И тогда он понял, что значат слова: живи так, как я. Он понял, что жить так, как отец, значит делать то, что он делает, делать добро людям.
И когда он подумал это, отец уж был подле него и сказал: «Вот мы и опять вместе, и тебе всегда будет хорошо. Поди же к своим братьям, ко всем детям моим и скажи им, что значит: живите, как я, и что правда то, что тем, которые будут жить, как я, будет всегда хорошо».
И третий сын пошел и все рассказал своим братьям, и с тех пор все дети, когда получали именье от отца, радовались не тому, что у них именья много, а тому, что они могут жить так же, как отец, и что им будет всегда хорошо.
Отец – это бог; сыновья – это люди; именье – это жизнь. Люди думают, что они могут жить одни, без бога. Одни из этих людей думают, что жизнь им дана затем, чтобы веселиться этой жизнью. Они веселятся и проматывают жизнь, а как придет время умирать, не понимают, зачем была дана жизнь такая, веселье которой кончается страданьями и смертью.
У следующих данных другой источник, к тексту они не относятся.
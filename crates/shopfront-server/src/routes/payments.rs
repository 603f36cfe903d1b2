//! Payment routes. The verification endpoint is called by the gateway's
//! widget and answers with a redirect back to the storefront.

use axum::Router;
use axum::extract::State;
use axum::http::{StatusCode, header};
use axum::response::{IntoResponse, Response};
use axum::routing::{get, post};
use serde::Deserialize;
use shopfront_commerce::{PaymentCallback, VerificationOutcome};

use super::number;
use crate::error::ApiError;
use crate::extract::{ApiJson, ApiQuery, CurrentUser, JsonOrForm};
use crate::response::Envelope;
use crate::state::AppState;

pub fn router() -> Router<AppState> {
    Router::new()
        .route("/order", post(create_payment_order))
        .route("/getKey", get(api_key))
        .route("/verification", post(verify_payment))
}

#[derive(Debug, Default, Deserialize)]
#[serde(default)]
struct PaymentOrderRequest {
    amount: Option<serde_json::Value>,
}

#[derive(Debug, Default, Deserialize)]
#[serde(default, rename_all = "camelCase")]
struct VerificationQuery {
    order_id: String,
}

/// Keep a value safe to embed in a redirect query string.
fn url_safe(value: &str) -> String {
    value
        .chars()
        .filter(|c| c.is_ascii_alphanumeric() || *c == '-' || *c == '_')
        .collect()
}

fn found(location: String) -> Response {
    (StatusCode::FOUND, [(header::LOCATION, location)]).into_response()
}

async fn create_payment_order(
    State(state): State<AppState>,
    _user: CurrentUser,
    ApiJson(body): ApiJson<PaymentOrderRequest>,
) -> Result<impl IntoResponse, ApiError> {
    let amount = match &body.amount {
        None | Some(serde_json::Value::Null) => None,
        Some(value) => Some(
            number(value).ok_or_else(|| ApiError::bad_request("Amount must be a number"))?,
        ),
    };
    let order = state.checkout.create_payment_order(amount).await?;
    Ok(Envelope::ok(order, "Payment order created successfully"))
}

async fn api_key(State(state): State<AppState>, _user: CurrentUser) -> impl IntoResponse {
    Envelope::ok(state.checkout.api_key().to_string(), "Key fetched successfully")
}

async fn verify_payment(
    State(state): State<AppState>,
    ApiQuery(query): ApiQuery<VerificationQuery>,
    JsonOrForm(callback): JsonOrForm<PaymentCallback>,
) -> Result<Response, ApiError> {
    let frontend = state.web.frontend_url.trim_end_matches('/');
    let outcome = state
        .checkout
        .verify_payment(&query.order_id, &callback)
        .await?;

    Ok(match outcome {
        VerificationOutcome::Paid { payment_id } => {
            found(format!(
                "{frontend}/payment-success?reference={}",
                url_safe(&payment_id)
            ))
        }
        VerificationOutcome::Failed => found(format!(
            "{frontend}/order/payment?status=failed&orderId={}",
            url_safe(&query.order_id)
        )),
    })
}

#[cfg(test)]
mod tests {
    use super::*;

    #[test]
    fn redirect_values_are_sanitized() {
        assert_eq!(url_safe("pay_ABC123"), "pay_ABC123");
        assert_eq!(url_safe("x&status=ok\r\nSet-Cookie: a"), "xstatusokSet-Cookiea");
    }
}
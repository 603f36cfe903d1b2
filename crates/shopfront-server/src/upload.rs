//! Multipart uploads and the media store they land in.

use std::path::PathBuf;

use async_trait::async_trait;
use axum::extract::{FromRequest, Multipart, Request};
use shopfront_core::error::{ShopError, ShopResult};
use shopfront_core::models::media::{ImageRef, MediaKind};
use tracing::{debug, warn};
use uuid::Uuid;

use crate::error::ApiError;

pub const MAX_FILE_BYTES: usize = 5 * 1024 * 1024;
pub const MAX_FILES: usize = 5;
/// Request body ceiling for upload routes.
pub const UPLOAD_BODY_LIMIT: usize = MAX_FILES * MAX_FILE_BYTES + 64 * 1024;

/// Multipart body whose rejections use the error envelope.
pub struct ApiMultipart(pub Multipart);

impl<S> FromRequest<S> for ApiMultipart
where
    S: Send + Sync,
{
    type Rejection = ApiError;

    async fn from_request(req: Request, state: &S) -> Result<Self, Self::Rejection> {
        let multipart = Multipart::from_request(req, state).await?;
        Ok(Self(multipart))
    }
}

#[derive(Debug, Clone)]
pub struct UploadedFile {
    pub content_type: String,
    pub bytes: Vec<u8>,
}

impl UploadedFile {
    fn extension(&self) -> &'static str {
        match self.content_type.as_str() {
            "image/jpeg" | "image/jpg" => "jpg",
            "image/png" => "png",
            "image/gif" => "gif",
            "image/webp" => "webp",
            "image/avif" => "avif",
            "image/svg+xml" => "svg",
            _ => "img",
        }
    }
}

/// Text fields and image files of a multipart request.
#[derive(Debug, Default)]
pub struct MultipartForm {
    fields: Vec<(String, String)>,
    pub files: Vec<UploadedFile>,
}

impl MultipartForm {
    /// Drain a multipart body, accepting at most `max_files` images under
    /// `file_field`, each at most [`MAX_FILE_BYTES`].
    pub async fn read(
        ApiMultipart(mut multipart): ApiMultipart,
        file_field: &str,
        max_files: usize,
    ) -> Result<Self, ApiError> {
        let mut form = Self::default();

        while let Some(mut field) = multipart.next_field().await? {
            let name = field.name().unwrap_or_default().to_string();

            if field.file_name().is_none() {
                let value = field.text().await?;
                form.fields.push((name, value));
                continue;
            }
            if field.file_name() == Some("") {
                // An empty file input.
                continue;
            }
            if name != file_field {
                return Err(ShopError::Upload(format!("Unexpected file field: {name}")).into());
            }
            let content_type = field.content_type().unwrap_or_default().to_string();
            if !content_type.starts_with("image/") {
                return Err(ShopError::Upload("Only image files are allowed".into()).into());
            }
            if form.files.len() == max_files {
                return Err(ShopError::Upload(format!("At most {max_files} files are allowed")).into());
            }

            let mut bytes = Vec::new();
            while let Some(chunk) = field.chunk().await? {
                if bytes.len() + chunk.len() > MAX_FILE_BYTES {
                    return Err(ShopError::Upload("File exceeds the 5 MB limit".into()).into());
                }
                bytes.extend_from_slice(&chunk);
            }
            form.files.push(UploadedFile {
                content_type,
                bytes,
            });
        }

        Ok(form)
    }

    /// First non-blank value of a text field, trimmed.
    pub fn text(&self, name: &str) -> Option<String> {
        self.fields
            .iter()
            .find(|(n, v)| n == name && !v.trim().is_empty())
            .map(|(_, v)| v.trim().to_string())
    }

    /// Every value of a repeated field; comma-separated values are split.
    pub fn list(&self, name: &str) -> Vec<String> {
        self.fields
            .iter()
            .filter(|(n, _)| n == name)
            .flat_map(|(_, v)| v.split(','))
            .map(str::trim)
            .filter(|v| !v.is_empty())
            .map(str::to_string)
            .collect()
    }

    pub fn is_empty(&self) -> bool {
        self.files.is_empty() && self.fields.iter().all(|(_, v)| v.trim().is_empty())
    }

    #[cfg(test)]
    pub(crate) fn with_fields(fields: &[(&str, &str)]) -> Self {
        Self {
            fields: fields
                .iter()
                .map(|(n, v)| (n.to_string(), v.to_string()))
                .collect(),
            files: Vec::new(),
        }
    }
}

/// Where uploaded media is kept.
#[async_trait]
pub trait MediaStore: Send + Sync {
    async fn store(&self, folder: &str, file: UploadedFile) -> ShopResult<ImageRef>;

    /// Best-effort removal. Failures are logged, never returned.
    async fn remove(&self, public_ids: &[String]);
}

/// Store every file, removing the ones already written if any fails.
pub async fn store_all(
    store: &dyn MediaStore,
    folder: &str,
    files: Vec<UploadedFile>,
) -> ShopResult<Vec<ImageRef>> {
    let mut stored = Vec::with_capacity(files.len());
    for file in files {
        match store.store(folder, file).await {
            Ok(image) => stored.push(image),
            Err(e) => {
                discard(store, &stored).await;
                return Err(e);
            }
        }
    }
    Ok(stored)
}

pub async fn discard(store: &dyn MediaStore, images: &[ImageRef]) {
    if images.is_empty() {
        return;
    }
    let ids: Vec<String> = images.iter().map(|i| i.public_id.clone()).collect();
    store.remove(&ids).await;
}

/// Files on local disk, served under `base_url`.
pub struct LocalMediaStore {
    root: PathBuf,
    base_url: String,
}

impl LocalMediaStore {
    pub fn new(root: impl Into<PathBuf>, base_url: impl Into<String>) -> Self {
        Self {
            root: root.into(),
            base_url: base_url.into().trim_end_matches('/').to_string(),
        }
    }

    pub fn root(&self) -> &PathBuf {
        &self.root
    }

    fn path_of(&self, public_id: &str) -> Option<PathBuf> {
        if public_id.is_empty()
            || public_id.starts_with('/')
            || public_id.split('/').any(|seg| seg == ".." || seg.is_empty())
        {
            return None;
        }
        Some(self.root.join(public_id))
    }
}

#[async_trait]
impl MediaStore for LocalMediaStore {
    async fn store(&self, folder: &str, file: UploadedFile) -> ShopResult<ImageRef> {
        let public_id = format!("{folder}/{}.{}", Uuid::new_v4(), file.extension());
        let path = self
            .path_of(&public_id)
            .ok_or_else(|| ShopError::Internal(format!("invalid media folder: {folder}")))?;

        if let Some(parent) = path.parent() {
            tokio::fs::create_dir_all(parent)
                .await
                .map_err(|e| ShopError::Internal(format!("media directory: {e}")))?;
        }
        tokio::fs::write(&path, &file.bytes)
            .await
            .map_err(|e| ShopError::Internal(format!("media write: {e}")))?;

        debug!(public_id = %public_id, bytes = file.bytes.len(), "Media stored");
        Ok(ImageRef {
            url: format!("{}/{public_id}", self.base_url),
            public_id,
            kind: MediaKind::Image,
        })
    }

    async fn remove(&self, public_ids: &[String]) {
        for id in public_ids {
            let Some(path) = self.path_of(id) else {
                warn!(public_id = %id, "Refusing to remove media outside the store");
                continue;
            };
            if let Err(e) = tokio::fs::remove_file(&path).await {
                warn!(public_id = %id, error = %e, "Failed to remove media");
            }
        }
    }
}
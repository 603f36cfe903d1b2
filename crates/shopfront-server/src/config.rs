//! Server configuration, read from the environment at start-up.

use std::path::PathBuf;
use std::str::FromStr;

use shopfront_auth::AuthConfig;
use shopfront_core::pricing::PricingPolicy;
use shopfront_db::DbConfig;
use shopfront_payment::GatewayConfig;
use thiserror::Error;

#[derive(Debug, Error)]
pub enum ConfigError {
    #[error("{var} has an invalid value: {value}")]
    Invalid { var: &'static str, value: String },

    #[error("{0} must be set")]
    Missing(&'static str),
}

/// Settings the HTTP layer needs at request time.
#[derive(Debug, Clone)]
pub struct WebSettings {
    /// Base URL of the storefront, used for payment redirects and reset links.
    pub frontend_url: String,
    /// Origin allowed to make credentialed cross-origin requests.
    pub cors_origin: String,
    /// Mark auth cookies `Secure`.
    pub secure_cookies: bool,
}

impl Default for WebSettings {
    fn default() -> Self {
        Self {
            frontend_url: "http://localhost:5173".into(),
            cors_origin: "http://localhost:5173".into(),
            secure_cookies: false,
        }
    }
}

/// Administrator account created or promoted at start-up.
#[derive(Debug, Clone)]
pub struct AdminSeed {
    pub email: String,
    pub password: String,
    pub full_name: String,
}

#[derive(Debug, Clone)]
pub struct ServerConfig {
    pub bind: String,
    pub db: DbConfig,
    pub auth: AuthConfig,
    pub gateway: GatewayConfig,
    pub pricing: PricingPolicy,
    pub web: WebSettings,
    /// Directory uploaded media is written to.
    pub upload_dir: PathBuf,
    /// Public URL prefix the upload directory is served under.
    pub media_base_url: String,
    pub admin: Option<AdminSeed>,
}

impl Default for ServerConfig {
    fn default() -> Self {
        Self {
            bind: "0.0.0.0:8000".into(),
            db: DbConfig::default(),
            auth: AuthConfig::default(),
            gateway: GatewayConfig::default(),
            pricing: PricingPolicy::default(),
            web: WebSettings::default(),
            upload_dir: PathBuf::from("public/media"),
            media_base_url: "http://localhost:8000/media".into(),
            admin: None,
        }
    }
}

struct Env<F: Fn(&str) -> Option<String>> {
    lookup: F,
}

impl<F: Fn(&str) -> Option<String>> Env<F> {
    fn string(&self, var: &str) -> Option<String> {
        (self.lookup)(var).filter(|v| !v.trim().is_empty())
    }

    fn set(&self, var: &str, target: &mut String) {
        if let Some(value) = self.string(var) {
            *target = value;
        }
    }

    fn parse<T: FromStr>(&self, var: &'static str, target: &mut T) -> Result<(), ConfigError> {
        if let Some(value) = self.string(var) {
            *target = value
                .trim()
                .parse()
                .map_err(|_| ConfigError::Invalid { var, value })?;
        }
        Ok(())
    }
}

impl ServerConfig {
    /// Overlay environment variables on the defaults.
    pub fn from_env() -> Result<Self, ConfigError> {
        Self::from_lookup(|var| std::env::var(var).ok())
    }

    /// Build a configuration from an arbitrary variable source.
    pub fn from_lookup(lookup: impl Fn(&str) -> Option<String>) -> Result<Self, ConfigError> {
        let env = Env { lookup };
        let mut config = Self::default();

        env.set("SHOPFRONT_BIND", &mut config.bind);

        env.set("SHOPFRONT_DB_URL", &mut config.db.url);
        env.set("SHOPFRONT_DB_NAMESPACE", &mut config.db.namespace);
        env.set("SHOPFRONT_DB_DATABASE", &mut config.db.database);
        env.set("SHOPFRONT_DB_USER", &mut config.db.username);
        env.set("SHOPFRONT_DB_PASSWORD", &mut config.db.password);

        config.auth.access_token_secret = env
            .string("ACCESS_TOKEN_SECRET")
            .ok_or(ConfigError::Missing("ACCESS_TOKEN_SECRET"))?;
        config.auth.refresh_token_secret = env
            .string("REFRESH_TOKEN_SECRET")
            .ok_or(ConfigError::Missing("REFRESH_TOKEN_SECRET"))?;
        env.parse("ACCESS_TOKEN_TTL_SECS", &mut config.auth.access_token_lifetime_secs)?;
        env.parse("REFRESH_TOKEN_TTL_SECS", &mut config.auth.refresh_token_lifetime_secs)?;
        config.auth.pepper = env.string("PASSWORD_PEPPER");

        env.set("GATEWAY_KEY_ID", &mut config.gateway.key_id);
        env.set("GATEWAY_KEY_SECRET", &mut config.gateway.key_secret);
        env.set("GATEWAY_BASE_URL", &mut config.gateway.base_url);
        env.set("GATEWAY_CURRENCY", &mut config.gateway.currency);

        env.parse("TAX_RATE", &mut config.pricing.tax_rate)?;
        env.parse("FREE_SHIPPING_THRESHOLD", &mut config.pricing.free_shipping_threshold)?;
        env.parse("FLAT_SHIPPING_FEE", &mut config.pricing.flat_shipping_fee)?;

        env.set("FRONTEND_URL", &mut config.web.frontend_url);
        config.web.cors_origin = env
            .string("CORS_ORIGIN")
            .unwrap_or_else(|| config.web.frontend_url.clone());
        env.parse("COOKIE_SECURE", &mut config.web.secure_cookies)?;

        if let Some(dir) = env.string("UPLOAD_DIR") {
            config.upload_dir = PathBuf::from(dir);
        }
        env.set("MEDIA_BASE_URL", &mut config.media_base_url);

        config.admin = match (env.string("ADMIN_EMAIL"), env.string("ADMIN_PASSWORD")) {
            (Some(email), Some(password)) => Some(AdminSeed {
                email,
                password,
                full_name: env.string("ADMIN_NAME").unwrap_or_else(|| "Administrator".into()),
            }),
            (None, None) => None,
            (Some(_), None) => return Err(ConfigError::Missing("ADMIN_PASSWORD")),
            (None, Some(_)) => return Err(ConfigError::Missing("ADMIN_EMAIL")),
        };

        Ok(config)
    }
}
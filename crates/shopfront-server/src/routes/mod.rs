//! `/api/v1` route tree.

use axum::Router;

use crate::state::AppState;

pub mod orders;
pub mod payments;
pub mod products;
pub mod reviews;
pub mod users;

pub fn api() -> Router<AppState> {
    Router::new()
        .nest("/products", products::router())
        .nest("/users", users::router())
        .nest("/reviews", reviews::router())
        .nest("/orders", orders::router())
        .nest("/payments", payments::router())
}

/// Read a JSON number or numeric string.
pub(crate) fn number(value: &serde_json::Value) -> Option<f64> {
    match value {
        serde_json::Value::Number(n) => n.as_f64(),
        serde_json::Value::String(s) => s.trim().parse().ok(),
        _ => None,
    }
    .filter(|n: &f64| n.is_finite())
}

#[cfg(test)]
mod tests {
    use serde_json::json;

    use super::number;

    #[test]
    fn numbers_and_numeric_strings() {
        assert_eq!(number(&json!(4)), Some(4.0));
        assert_eq!(number(&json!("12.5")), Some(12.5));
        assert_eq!(number(&json!("abc")), None);
        assert_eq!(number(&json!(null)), None);
    }
}
//! Gateway credentials and endpoint.

/// Configuration for the hosted-checkout gateway.
#[derive(Debug, Clone)]
pub struct GatewayConfig {
    /// Public key id, handed to the client widget.
    pub key_id: String,
    /// Merchant secret. Used for API basic auth and callback signatures.
    pub key_secret: String,
    /// API base URL without trailing slash.
    pub base_url: String,
    /// ISO currency code for created orders.
    pub currency: String,
    /// Request timeout in seconds.
    pub timeout_secs: u64,
}

impl Default for GatewayConfig {
    fn default() -> Self {
        Self {
            key_id: String::new(),
            key_secret: String::new(),
            base_url: "https://api.razorpay.com".into(),
            currency: "INR".into(),
            timeout_secs: 15,
        }
    }
}
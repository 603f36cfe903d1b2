//! Shopfront Database: SurrealDB connection management and repository
//! implementations.
//!
//! This crate provides:
//! - Connection management ([`DbManager`], [`DbConfig`])
//! - Schema initialization and migrations ([`run_migrations`])
//! - Error types ([`DbError`])
//! - Repository implementations of the `shopfront-core` traits

mod connection;
mod error;
pub mod repository;
mod schema;

pub use connection::{DbConfig, DbManager};
pub use error::DbError;
pub use schema::{run_migrations, schema_v1};
//! Integration tests for User repository using in-memory SurrealDB.

use chrono::{Duration, Utc};
use shopfront_core::error::ShopError;
use shopfront_core::models::media::{ImageRef, MediaKind};
use shopfront_core::models::user::{CreateUser, Role, UpdateUser};
use shopfront_core::repository::{Pagination, UserRepository};
use shopfront_db::repository::{SurrealUserRepository, verify_password};
use surrealdb::Surreal;
use surrealdb::engine::local::{Db, Mem};

async fn setup() -> Surreal<Db> {
    let db = Surreal::new::<Mem>(()).await.unwrap();
    db.use_ns("test").use_db("test").await.unwrap();
    shopfront_db::run_migrations(&db).await.unwrap();
    db
}

fn new_user(email: &str) -> CreateUser {
    CreateUser {
        full_name: "Asha Rao".into(),
        email: email.into(),
        phone: Some("9999999999".into()),
        password: "hunter22".into(),
        avatar: None,
        role: Role::User,
    }
}

#[tokio::test]
async fn create_and_get_user() {
    let repo = SurrealUserRepository::new(setup().await);

    let user = repo.create(new_user("Asha@Example.com")).await.unwrap();
    assert_eq!(user.email, "asha@example.com");
    assert_eq!(user.role, Role::User);
    assert!(user.avatar.is_none());
    assert!(user.password_hash.starts_with("$argon2id$"));
    assert!(verify_password("hunter22", &user.password_hash, None).unwrap());

    let fetched = repo.get_by_id(user.id).await.unwrap();
    assert_eq!(fetched.id, user.id);
    assert_eq!(fetched.full_name, "Asha Rao");

    let by_email = repo.get_by_email("  ASHA@example.com ").await.unwrap();
    assert_eq!(by_email.id, user.id);
}

#[tokio::test]
async fn duplicate_email_is_rejected() {
    let repo = SurrealUserRepository::new(setup().await);

    repo.create(new_user("dup@example.com")).await.unwrap();
    let err = repo.create(new_user("DUP@example.com")).await.unwrap_err();
    assert!(matches!(err, ShopError::AlreadyExists { .. }), "got {err:?}");
}

#[tokio::test]
async fn missing_user_is_not_found() {
    let repo = SurrealUserRepository::new(setup().await);

    let err = repo.get_by_id(uuid::Uuid::new_v4()).await.unwrap_err();
    assert!(matches!(err, ShopError::NotFound { .. }));
    let err = repo.get_by_email("ghost@example.com").await.unwrap_err();
    assert!(matches!(err, ShopError::NotFound { .. }));
}

#[tokio::test]
async fn update_sets_and_clears_fields() {
    let repo = SurrealUserRepository::new(setup().await);
    let user = repo.create(new_user("upd@example.com")).await.unwrap();

    let updated = repo
        .update(
            user.id,
            UpdateUser {
                full_name: Some("Asha R.".into()),
                avatar: Some(ImageRef {
                    public_id: "avatars/a1".into(),
                    url: "http://media/avatars/a1.png".into(),
                    kind: MediaKind::Image,
                }),
                role: Some(Role::Admin),
                refresh_token: Some(Some("rt".into())),
                ..Default::default()
            },
        )
        .await
        .unwrap();
    assert_eq!(updated.full_name, "Asha R.");
    assert_eq!(updated.role, Role::Admin);
    assert_eq!(updated.refresh_token.as_deref(), Some("rt"));
    assert_eq!(updated.avatar.unwrap().public_id, "avatars/a1");

    let cleared = repo
        .update(
            user.id,
            UpdateUser {
                refresh_token: Some(None),
                ..Default::default()
            },
        )
        .await
        .unwrap();
    assert!(cleared.refresh_token.is_none());
    assert_eq!(cleared.full_name, "Asha R.");
}

#[tokio::test]
async fn reset_token_lookup_honours_expiry() {
    let repo = SurrealUserRepository::new(setup().await);
    let user = repo.create(new_user("reset@example.com")).await.unwrap();

    repo.update(
        user.id,
        UpdateUser {
            reset_password_token: Some(Some("live-hash".into())),
            reset_password_expires_at: Some(Some(Utc::now() + Duration::minutes(30))),
            ..Default::default()
        },
    )
    .await
    .unwrap();
    let found = repo.get_by_reset_token("live-hash").await.unwrap();
    assert_eq!(found.id, user.id);

    repo.update(
        user.id,
        UpdateUser {
            reset_password_expires_at: Some(Some(Utc::now() - Duration::minutes(1))),
            ..Default::default()
        },
    )
    .await
    .unwrap();
    assert!(repo.get_by_reset_token("live-hash").await.is_err());
}

#[tokio::test]
async fn set_password_rehashes_and_clears_reset_token() {
    let repo = SurrealUserRepository::with_pepper(setup().await, Some("pep".into()));
    let user = repo.create(new_user("pw@example.com")).await.unwrap();
    repo.update(
        user.id,
        UpdateUser {
            reset_password_token: Some(Some("h".into())),
            reset_password_expires_at: Some(Some(Utc::now() + Duration::minutes(5))),
            ..Default::default()
        },
    )
    .await
    .unwrap();

    let updated = repo.set_password(user.id, "new-secret").await.unwrap();
    assert!(verify_password("new-secret", &updated.password_hash, Some("pep")).unwrap());
    assert!(!verify_password("hunter22", &updated.password_hash, Some("pep")).unwrap());
    assert!(updated.reset_password_token.is_none());
    assert!(updated.reset_password_expires_at.is_none());
}

#[tokio::test]
async fn delete_and_list_users() {
    let repo = SurrealUserRepository::new(setup().await);
    let a = repo.create(new_user("a@example.com")).await.unwrap();
    repo.create(new_user("b@example.com")).await.unwrap();
    repo.create(new_user("c@example.com")).await.unwrap();

    let page = repo
        .list(Pagination {
            offset: 0,
            limit: 2,
        })
        .await
        .unwrap();
    assert_eq!(page.total, 3);
    assert_eq!(page.items.len(), 2);

    let removed = repo.delete(a.id).await.unwrap();
    assert_eq!(removed.email, "a@example.com");
    assert!(repo.get_by_id(a.id).await.is_err());
    assert!(repo.delete(a.id).await.is_err());

    let page = repo.list(Pagination::default()).await.unwrap();
    assert_eq!(page.total, 2);
}
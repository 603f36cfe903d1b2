//! Database-specific error types and conversions.

use shopfront_core::error::ShopError;

/// Database-layer error type.
#[derive(Debug, thiserror::Error)]
pub enum DbError {
    #[error("SurrealDB error: {0}")]
    Surreal(#[from] surrealdb::Error),

    #[error("Migration failed: {0}")]
    Migration(String),

    #[error("Query failed: {0}")]
    Query(String),

    #[error("Record not found: {entity} with id {id}")]
    NotFound { entity: String, id: String },

    #[error("Duplicate {entity}")]
    Duplicate { entity: String },

    #[error("Transaction aborted: {0}")]
    Aborted(String),

    #[error("Corrupt record: {0}")]
    Decode(String),

    #[error("Password hashing failed: {0}")]
    Hash(String),
}

impl DbError {
    /// Classify a failed statement: unique-index violations become
    /// [`DbError::Duplicate`], everything else [`DbError::Query`].
    pub(crate) fn from_check(entity: &str, err: surrealdb::Error) -> Self {
        let msg = err.to_string();
        if msg.contains("already contains") {
            DbError::Duplicate {
                entity: entity.into(),
            }
        } else {
            DbError::Query(msg)
        }
    }

    pub(crate) fn not_found(entity: &str, id: impl ToString) -> Self {
        DbError::NotFound {
            entity: entity.into(),
            id: id.to_string(),
        }
    }
}

impl From<DbError> for ShopError {
    fn from(err: DbError) -> Self {
        match err {
            DbError::NotFound { entity, id } => ShopError::NotFound { entity, id },
            DbError::Duplicate { entity } => ShopError::AlreadyExists { entity },
            DbError::Aborted(reason) => ShopError::Conflict { reason },
            other => ShopError::Database(other.to_string()),
        }
    }
}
И эти люди умирают, проклиная бога и называя его злым, и отделяются от бога. Это первый сын.
Другие люди думают, что жизнь им дана затем, чтобы понять, как она сделана, и чтобы сделать ее лучше, чем та, которая дана им от бога. И они бьются о том, чтобы сделать другую, лучшую жизнь. Но они, улучшая эту жизнь, губят ее и этим сами лишают себя жизни.
Третьи говорят: «Все, что мы знаем о боге, это то, что он дает людям благо, велит им делать то же, что и он, и потому будем делать то же, что он, – благо людям».
И как только они начинают делать это, бог сам приходит к ним и говорит:
– Этого самого я и хотел. Делайте со мною вместе то, что я делаю, и как я живу, так и вы жить будете.